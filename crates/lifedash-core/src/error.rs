//! Core error types for lifedash-core.
//!
//! This module defines the error hierarchy using thiserror. `ApiError` is
//! deliberately `Clone` (String payloads instead of `#[source]` chains):
//! deduplicated request results are broadcast to every waiting caller, and
//! `tokio::sync::broadcast` requires the payload to be cloneable.

use std::path::PathBuf;
use thiserror::Error;

/// Core error type for lifedash-core.
#[derive(Error, Debug)]
pub enum CoreError {
    /// Remote API errors
    #[error("API error: {0}")]
    Api(#[from] ApiError),

    /// Configuration-related errors
    #[error("Configuration error: {0}")]
    Config(#[from] ConfigError),

    /// Validation errors
    #[error("Validation error: {0}")]
    Validation(#[from] ValidationError),

    /// IO errors
    #[error("IO error: {0}")]
    Io(#[from] std::io::Error),

    /// Serialization/deserialization errors
    #[error("JSON error: {0}")]
    Json(#[from] serde_json::Error),

    /// Generic errors with context
    #[error("{0}")]
    Custom(String),
}

/// Errors from the remote dashboard API.
#[derive(Error, Debug, Clone, PartialEq, Eq)]
pub enum ApiError {
    /// Credential rejected; the caller must clear the stored token.
    #[error("Not authenticated (401)")]
    Unauthorized,

    /// Non-2xx response other than 401.
    #[error("Server returned {status}: {message}")]
    Status { status: u16, message: String },

    /// Request exceeded the configured timeout.
    #[error("Request timed out")]
    Timeout,

    /// Transport-level failure (DNS, connection reset, TLS).
    #[error("Network error: {0}")]
    Network(String),

    /// Response body did not match the expected shape.
    #[error("Failed to decode response: {0}")]
    Decode(String),

    /// Endpoint path could not be joined onto the base URL.
    #[error("Invalid request URL: {0}")]
    InvalidUrl(String),

    /// The deduplicated in-flight request was dropped before settling.
    #[error("Deduplicated request was cancelled")]
    Cancelled,
}

/// Configuration-specific errors.
#[derive(Error, Debug)]
pub enum ConfigError {
    /// Failed to load configuration
    #[error("Failed to load configuration from {path}: {message}")]
    LoadFailed { path: PathBuf, message: String },

    /// Failed to save configuration
    #[error("Failed to save configuration to {path}: {message}")]
    SaveFailed { path: PathBuf, message: String },

    /// Invalid configuration value
    #[error("Invalid configuration value for '{key}': {message}")]
    InvalidValue { key: String, message: String },

    /// Data directory could not be created
    #[error("Failed to create data directory {path}: {message}")]
    CreateDirFailed { path: PathBuf, message: String },

    /// No usable config/data directory on this platform
    #[error("Could not resolve a home directory for configuration")]
    NoHomeDir,
}

/// Validation errors. These are rejected synchronously and never reach the
/// network layer.
#[derive(Error, Debug, Clone, PartialEq, Eq)]
pub enum ValidationError {
    /// Task name is empty after trimming
    #[error("Task name must not be empty")]
    EmptyTaskName,

    /// Task name exceeds the allowed length
    #[error("Task name exceeds {max} characters (got {len})")]
    TaskNameTooLong { max: usize, len: usize },

    /// Waiting queue already holds the maximum number of tasks
    #[error("Task queue is full ({max} waiting tasks)")]
    QueueFull { max: usize },

    /// Unknown dashboard card id
    #[error("Unknown card id: {0}")]
    UnknownCard(String),

    /// Invalid value
    #[error("Invalid value for '{field}': {message}")]
    InvalidValue { field: String, message: String },
}

impl From<reqwest::Error> for ApiError {
    fn from(err: reqwest::Error) -> Self {
        if err.is_timeout() {
            ApiError::Timeout
        } else if err.is_decode() {
            ApiError::Decode(err.to_string())
        } else {
            ApiError::Network(err.to_string())
        }
    }
}

/// Result type alias for CoreError
pub type Result<T, E = CoreError> = std::result::Result<T, E>;
//! Session-scoped task queue.
//!
//! Tasks live only in memory for the active timer session: one optional
//! current slot plus a bounded FIFO queue of waiting tasks. They are never
//! persisted remotely on their own -- a task name only leaves the client
//! inside a finished session record.

use std::collections::VecDeque;

use chrono::{DateTime, Utc};
use serde::{Deserialize, Serialize};
use uuid::Uuid;

use crate::error::ValidationError;

/// Upper bound on task display names.
pub const MAX_TASK_NAME_LEN: usize = 100;

const DEFAULT_MAX_QUEUED: usize = 8;

#[derive(Debug, Clone, PartialEq, Eq, Serialize, Deserialize)]
pub struct Task {
    /// Locally generated token; never reconciled with a remote store.
    pub id: Uuid,
    pub name: String,
    pub completed: bool,
    pub created_at: DateTime<Utc>,
}

impl Task {
    /// Validate and create a task. The name is trimmed; empty or over-long
    /// names are rejected before they get anywhere near the network.
    pub fn new(name: &str) -> Result<Self, ValidationError> {
        let name = name.trim();
        if name.is_empty() {
            return Err(ValidationError::EmptyTaskName);
        }
        if name.chars().count() > MAX_TASK_NAME_LEN {
            return Err(ValidationError::TaskNameTooLong {
                max: MAX_TASK_NAME_LEN,
                len: name.chars().count(),
            });
        }
        Ok(Self {
            id: Uuid::new_v4(),
            name: name.to_string(),
            completed: false,
            created_at: Utc::now(),
        })
    }
}

/// Current task slot + waiting FIFO queue, capped at `max_queued`.
#[derive(Debug, Clone, PartialEq, Eq, Serialize, Deserialize)]
pub struct TaskQueue {
    current: Option<Task>,
    queued: VecDeque<Task>,
    max_queued: usize,
}

impl TaskQueue {
    pub fn new(max_queued: usize) -> Self {
        Self {
            current: None,
            queued: VecDeque::new(),
            max_queued,
        }
    }

    pub fn current(&self) -> Option<&Task> {
        self.current.as_ref()
    }

    pub fn queued(&self) -> impl Iterator<Item = &Task> {
        self.queued.iter()
    }

    pub fn queued_len(&self) -> usize {
        self.queued.len()
    }

    pub fn max_queued(&self) -> usize {
        self.max_queued
    }

    pub fn set_max_queued(&mut self, max_queued: usize) {
        self.max_queued = max_queued;
    }

    /// Assign the current slot directly, returning any displaced task.
    pub fn set_current(&mut self, task: Task) -> Option<Task> {
        self.current.replace(task)
    }

    /// Add a task. With nothing current and nothing waiting it goes straight
    /// into the current slot; otherwise it joins the queue, which rejects
    /// the add once `max_queued` tasks are already waiting.
    pub fn enqueue(&mut self, task: Task) -> Result<(), ValidationError> {
        if self.current.is_none() && self.queued.is_empty() {
            self.current = Some(task);
            return Ok(());
        }
        if self.queued.len() >= self.max_queued {
            return Err(ValidationError::QueueFull {
                max: self.max_queued,
            });
        }
        self.queued.push_back(task);
        Ok(())
    }

    /// Mark the current task completed and promote the queue head (FIFO).
    /// Returns the completed task; the slot is left empty when the queue is.
    pub fn complete_current(&mut self) -> Option<Task> {
        let mut done = self.current.take()?;
        done.completed = true;
        self.current = self.queued.pop_front();
        Some(done)
    }

    /// Explicitly delete a task by id, from either the current slot or the
    /// queue. Deleting the current task promotes the queue head.
    pub fn remove(&mut self, id: Uuid) -> bool {
        if self.current.as_ref().map(|t| t.id) == Some(id) {
            self.current = self.queued.pop_front();
            return true;
        }
        let before = self.queued.len();
        self.queued.retain(|t| t.id != id);
        self.queued.len() != before
    }

    pub fn is_empty(&self) -> bool {
        self.current.is_none() && self.queued.is_empty()
    }
}

impl Default for TaskQueue {
    fn default() -> Self {
        Self::new(DEFAULT_MAX_QUEUED)
    }
}
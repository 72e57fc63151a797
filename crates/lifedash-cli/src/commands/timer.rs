use clap::{Subcommand, ValueEnum};
use lifedash_core::{Config, Event, PomodoroMode, PomodoroSessionRecord};

use crate::common::{self, CliResult};

#[derive(Subcommand)]
pub enum TimerAction {
    /// Start (or resume) the countdown
    Start,
    /// Pause the countdown in place
    Pause,
    /// Return to the full duration of the current mode
    Reset,
    /// End the current interval and advance
    Skip,
    /// Advance the countdown by elapsed seconds
    Tick {
        /// Seconds elapsed since the last tick
        #[arg(long, default_value = "1")]
        seconds: u32,
    },
    /// Switch mode explicitly
    Mode {
        #[arg(value_enum)]
        mode: ModeArg,
    },
    /// Print current timer state as JSON
    Status,
}

#[derive(Clone, Copy, ValueEnum)]
pub enum ModeArg {
    Work,
    ShortBreak,
    LongBreak,
}

impl From<ModeArg> for PomodoroMode {
    fn from(arg: ModeArg) -> Self {
        match arg {
            ModeArg::Work => PomodoroMode::Work,
            ModeArg::ShortBreak => PomodoroMode::ShortBreak,
            ModeArg::LongBreak => PomodoroMode::LongBreak,
        }
    }
}

pub fn run(action: TimerAction) -> CliResult {
    let config = Config::load()?;
    let mut engine = common::load_engine(&config);

    match action {
        TimerAction::Start => match engine.start() {
            Some(event) => print_event(&event)?,
            None => println!("already running"),
        },
        TimerAction::Pause => match engine.pause() {
            Some(event) => print_event(&event)?,
            None => println!("not running"),
        },
        TimerAction::Reset => {
            let event = engine.reset();
            submit_if_recorded(&config, &event);
            print_event(&event)?;
        }
        TimerAction::Skip => {
            let event = engine.skip();
            submit_if_recorded(&config, &event);
            print_event(&event)?;
        }
        TimerAction::Tick { seconds } => {
            for _ in 0..seconds {
                if let Some(event) = engine.tick() {
                    submit_if_recorded(&config, &event);
                    print_event(&event)?;
                    // Interval ended; the engine stopped, further ticks no-op.
                    break;
                }
            }
            print_event(&engine.snapshot())?;
        }
        TimerAction::Mode { mode } => {
            let event = engine.set_mode(mode.into());
            print_event(&event)?;
        }
        TimerAction::Status => print_event(&engine.snapshot())?,
    }

    common::save_engine(&engine)
}

fn print_event(event: &Event) -> CliResult {
    println!("{}", serde_json::to_string_pretty(event)?);
    Ok(())
}

/// Submit the session record an ending event carries. Failure is reported
/// but never blocks the timer: local state already advanced, the record is
/// dropped (no retry queue).
fn submit_if_recorded(config: &Config, event: &Event) {
    let record = match event {
        Event::IntervalEnded { record, .. } | Event::TimerReset { record, .. } => record.as_ref(),
        _ => None,
    };
    let Some(record) = record else {
        return;
    };
    if let Err(e) = submit(config, record) {
        log::warn!("session submission failed: {e}");
        eprintln!("warning: session not recorded remotely: {e}");
    }
}

fn submit(config: &Config, record: &PomodoroSessionRecord) -> CliResult {
    let client = common::api_client(config)?;
    let runtime = common::runtime()?;
    runtime.block_on(client.submit_session(record))?;
    Ok(())
}
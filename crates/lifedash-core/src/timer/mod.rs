mod engine;
mod session;
mod streak;
mod tasks;

pub use engine::{PomodoroEngine, PomodoroMode};
pub use session::{PomodoroSessionRecord, SessionStatus};
pub use streak::StreakState;
pub use tasks::{Task, TaskQueue, MAX_TASK_NAME_LEN};

use serde::{Deserialize, Serialize};

/// Countdown durations and cycle settings.
///
/// Embedded in the application [`Config`](crate::storage::Config); the
/// long-break cadence and queue cap are configuration, not literals.
#[derive(Debug, Clone, PartialEq, Eq, Serialize, Deserialize)]
pub struct TimerConfig {
    #[serde(default = "default_work_minutes")]
    pub work_minutes: u32,
    #[serde(default = "default_short_break_minutes")]
    pub short_break_minutes: u32,
    #[serde(default = "default_long_break_minutes")]
    pub long_break_minutes: u32,
    /// Every Nth completed Work interval leads into a long break.
    #[serde(default = "default_long_break_interval")]
    pub long_break_interval: u32,
    /// Waiting tasks allowed behind the current one.
    #[serde(default = "default_max_queued_tasks")]
    pub max_queued_tasks: usize,
}

impl TimerConfig {
    /// Full countdown duration for `mode`, in seconds.
    pub fn duration_secs(&self, mode: PomodoroMode) -> u32 {
        let minutes = match mode {
            PomodoroMode::Work => self.work_minutes,
            PomodoroMode::ShortBreak => self.short_break_minutes,
            PomodoroMode::LongBreak => self.long_break_minutes,
        };
        minutes.saturating_mul(60)
    }

    pub fn duration_minutes(&self, mode: PomodoroMode) -> u32 {
        match mode {
            PomodoroMode::Work => self.work_minutes,
            PomodoroMode::ShortBreak => self.short_break_minutes,
            PomodoroMode::LongBreak => self.long_break_minutes,
        }
    }
}

fn default_work_minutes() -> u32 {
    25
}
fn default_short_break_minutes() -> u32 {
    5
}
fn default_long_break_minutes() -> u32 {
    15
}
fn default_long_break_interval() -> u32 {
    4
}
fn default_max_queued_tasks() -> usize {
    8
}

impl Default for TimerConfig {
    fn default() -> Self {
        Self {
            work_minutes: default_work_minutes(),
            short_break_minutes: default_short_break_minutes(),
            long_break_minutes: default_long_break_minutes(),
            long_break_interval: default_long_break_interval(),
            max_queued_tasks: default_max_queued_tasks(),
        }
    }
}
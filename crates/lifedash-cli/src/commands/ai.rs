use clap::Subcommand;
use lifedash_core::Config;

use crate::common::{self, CliResult};

#[derive(Subcommand)]
pub enum AiAction {
    /// Generate an insight from recent sessions (consumes one use)
    Analyze,
    /// Show remaining analysis uses
    Remaining,
}

pub fn run(action: AiAction) -> CliResult {
    let config = Config::load()?;
    let client = common::api_client(&config)?;
    let runtime = common::runtime()?;

    match action {
        AiAction::Analyze => {
            let insight = runtime.block_on(client.request_analysis())?;
            println!("{}", insight.insight);
            if let Some(remaining) = insight.remaining_uses {
                println!("({remaining} uses remaining)");
            }
        }
        AiAction::Remaining => {
            let usage = runtime.block_on(client.ai_remaining())?;
            println!("{}", serde_json::to_string_pretty(&usage)?);
        }
    }
    Ok(())
}
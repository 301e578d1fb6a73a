// libaime/src/types.rs

use crate::Error;
use std::convert::TryFrom;

/// IDm - Newtype Pattern (8 バイト)
#[derive(Debug, Clone, Copy, PartialEq, Eq, Hash)]
pub struct Idm([u8; 8]);

impl Idm {
    pub fn from_bytes(bytes: [u8; 8]) -> Self {
        Self(bytes)
    }

    pub fn as_bytes(&self) -> &[u8; 8] {
        &self.0
    }

    pub fn to_hex(&self) -> String {
        crate::utils::bytes_to_hex(self.as_bytes())
    }
}

impl TryFrom<&[u8]> for Idm {
    type Error = Error;

    fn try_from(bytes: &[u8]) -> Result<Self, Self::Error> {
        Ok(Self(fixed::<8>(bytes)?))
    }
}

/// PMm - Newtype Pattern (8 バイト)
#[derive(Debug, Clone, Copy, PartialEq, Eq, Hash)]
pub struct Pmm([u8; 8]);

impl Pmm {
    pub fn from_bytes(bytes: [u8; 8]) -> Self {
        Self(bytes)
    }

    pub fn as_bytes(&self) -> &[u8; 8] {
        &self.0
    }
}

impl TryFrom<&[u8]> for Pmm {
    type Error = Error;

    fn try_from(bytes: &[u8]) -> Result<Self, Self::Error> {
        Ok(Self(fixed::<8>(bytes)?))
    }
}

/// SystemCode (u16). Kept in the byte order the card sent it, which is
/// big-endian on the wire.
#[derive(Debug, Clone, Copy, PartialEq, Eq, Hash)]
pub struct SystemCode(u16);

impl SystemCode {
    pub const ANY: Self = Self(0xffff);

    pub const fn new(code: u16) -> Self {
        Self(code)
    }

    pub fn as_u16(&self) -> u16 {
        self.0
    }

    pub fn to_be_bytes(&self) -> [u8; 2] {
        self.0.to_be_bytes()
    }

    pub fn from_be_bytes(bytes: [u8; 2]) -> Self {
        Self(u16::from_be_bytes(bytes))
    }
}

/// ServiceCode (u16, little-endian on the wire)
#[derive(Debug, Clone, Copy, PartialEq, Eq, Hash)]
pub struct ServiceCode(u16);

impl ServiceCode {
    pub const fn new(code: u16) -> Self {
        Self(code)
    }

    pub fn as_u16(&self) -> u16 {
        self.0
    }

    pub fn to_le_bytes(&self) -> [u8; 2] {
        self.0.to_le_bytes()
    }

    pub fn from_le_bytes(bytes: [u8; 2]) -> Self {
        Self(u16::from_le_bytes(bytes))
    }
}

/// BlockData (16 バイト)
#[derive(Debug, Clone, Copy, PartialEq, Eq)]
pub struct BlockData([u8; 16]);

impl BlockData {
    pub const ZERO: Self = Self([0u8; 16]);

    pub fn from_bytes(bytes: [u8; 16]) -> Self {
        Self(bytes)
    }

    pub fn as_bytes(&self) -> &[u8; 16] {
        &self.0
    }

    pub fn to_hex(&self) -> String {
        crate::utils::bytes_to_hex_spaced(self.as_bytes())
    }
}

impl TryFrom<&[u8]> for BlockData {
    type Error = Error;

    fn try_from(bytes: &[u8]) -> Result<Self, Self::Error> {
        Ok(Self(fixed::<16>(bytes)?))
    }
}

/// Contact-family card UID. ISO14443A UIDs are 4, 7 or 10 bytes long.
#[derive(Debug, Clone, Copy, PartialEq, Eq, Hash)]
pub struct Uid {
    bytes: [u8; Uid::MAX_LEN],
    len: u8,
}

impl Uid {
    pub const MAX_LEN: usize = 10;

    pub fn as_bytes(&self) -> &[u8] {
        &self.bytes[..self.len as usize]
    }

    pub fn len(&self) -> usize {
        self.len as usize
    }

    pub fn is_empty(&self) -> bool {
        self.len == 0
    }

    pub fn to_hex(&self) -> String {
        crate::utils::bytes_to_hex(self.as_bytes())
    }
}

impl TryFrom<&[u8]> for Uid {
    type Error = Error;

    fn try_from(bytes: &[u8]) -> Result<Self, Self::Error> {
        if bytes.is_empty() || bytes.len() > Self::MAX_LEN {
            return Err(Error::InvalidLength {
                expected: Self::MAX_LEN,
                actual: bytes.len(),
            });
        }
        let mut arr = [0u8; Self::MAX_LEN];
        arr[..bytes.len()].copy_from_slice(bytes);
        Ok(Self {
            bytes: arr,
            len: bytes.len() as u8,
        })
    }
}

/// Card family as reported to the host in the detect response.
#[derive(Debug, Clone, Copy, PartialEq, Eq, derive_more::Display)]
pub enum CardFamily {
    /// MIFARE Classic style card (key-authenticated blocks)
    #[display(fmt = "contact")]
    Contact,
    /// FeliCa style card (IDm/PMm/system code)
    #[display(fmt = "contactless")]
    Contactless,
}

impl CardFamily {
    /// Type byte used in the card-detect response.
    pub fn type_code(&self) -> u8 {
        match self {
            Self::Contact => 0x10,
            Self::Contactless => 0x20,
        }
    }
}

/// Which of the two MIFARE key slots a command addresses.
#[derive(Debug, Clone, Copy, PartialEq, Eq)]
pub enum KeySlot {
    A,
    B,
}

/// 6-byte MIFARE sector key
#[derive(Clone, Copy, PartialEq, Eq, Default)]
pub struct MifareKey([u8; 6]);

impl MifareKey {
    pub fn from_bytes(bytes: [u8; 6]) -> Self {
        Self(bytes)
    }

    pub fn as_bytes(&self) -> &[u8; 6] {
        &self.0
    }
}

impl TryFrom<&[u8]> for MifareKey {
    type Error = Error;

    fn try_from(bytes: &[u8]) -> Result<Self, Self::Error> {
        Ok(Self(fixed::<6>(bytes)?))
    }
}

// Keys must not end up in logs.
impl std::fmt::Debug for MifareKey {
    fn fmt(&self, f: &mut std::fmt::Formatter<'_>) -> std::fmt::Result {
        f.write_str("MifareKey(..)")
    }
}

/// Which pair of canned identity strings the reader reports.
#[derive(Debug, Clone, Copy, PartialEq, Eq, Default)]
#[cfg_attr(feature = "serde", derive(serde::Serialize, serde::Deserialize))]
pub enum BaudMode {
    /// 38400 baud reader generation
    #[default]
    Standard,
    /// 115200 baud reader generation
    High,
}

fn fixed<const N: usize>(bytes: &[u8]) -> Result<[u8; N], Error> {
    <[u8; N]>::try_from(bytes).map_err(|_| Error::InvalidLength {
        expected: N,
        actual: bytes.len(),
    })
}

### [AIM OF THE TASK]
Identify the lines above that contain the word "ValidationError", then copy them.

### [ANSWER FOR THE TASK]
    Validation(#[from] ValidationError),
pub enum ValidationError {
use crate::error::ValidationError;
    pub fn new(name: &str) -> Result<Self, ValidationError> {
            return Err(ValidationError::EmptyTaskName);
            return Err(ValidationError::TaskNameTooLong {
    pub fn enqueue(&mut self, task: Task) -> Result<(), ValidationError> {
            return Err(ValidationError::QueueFull {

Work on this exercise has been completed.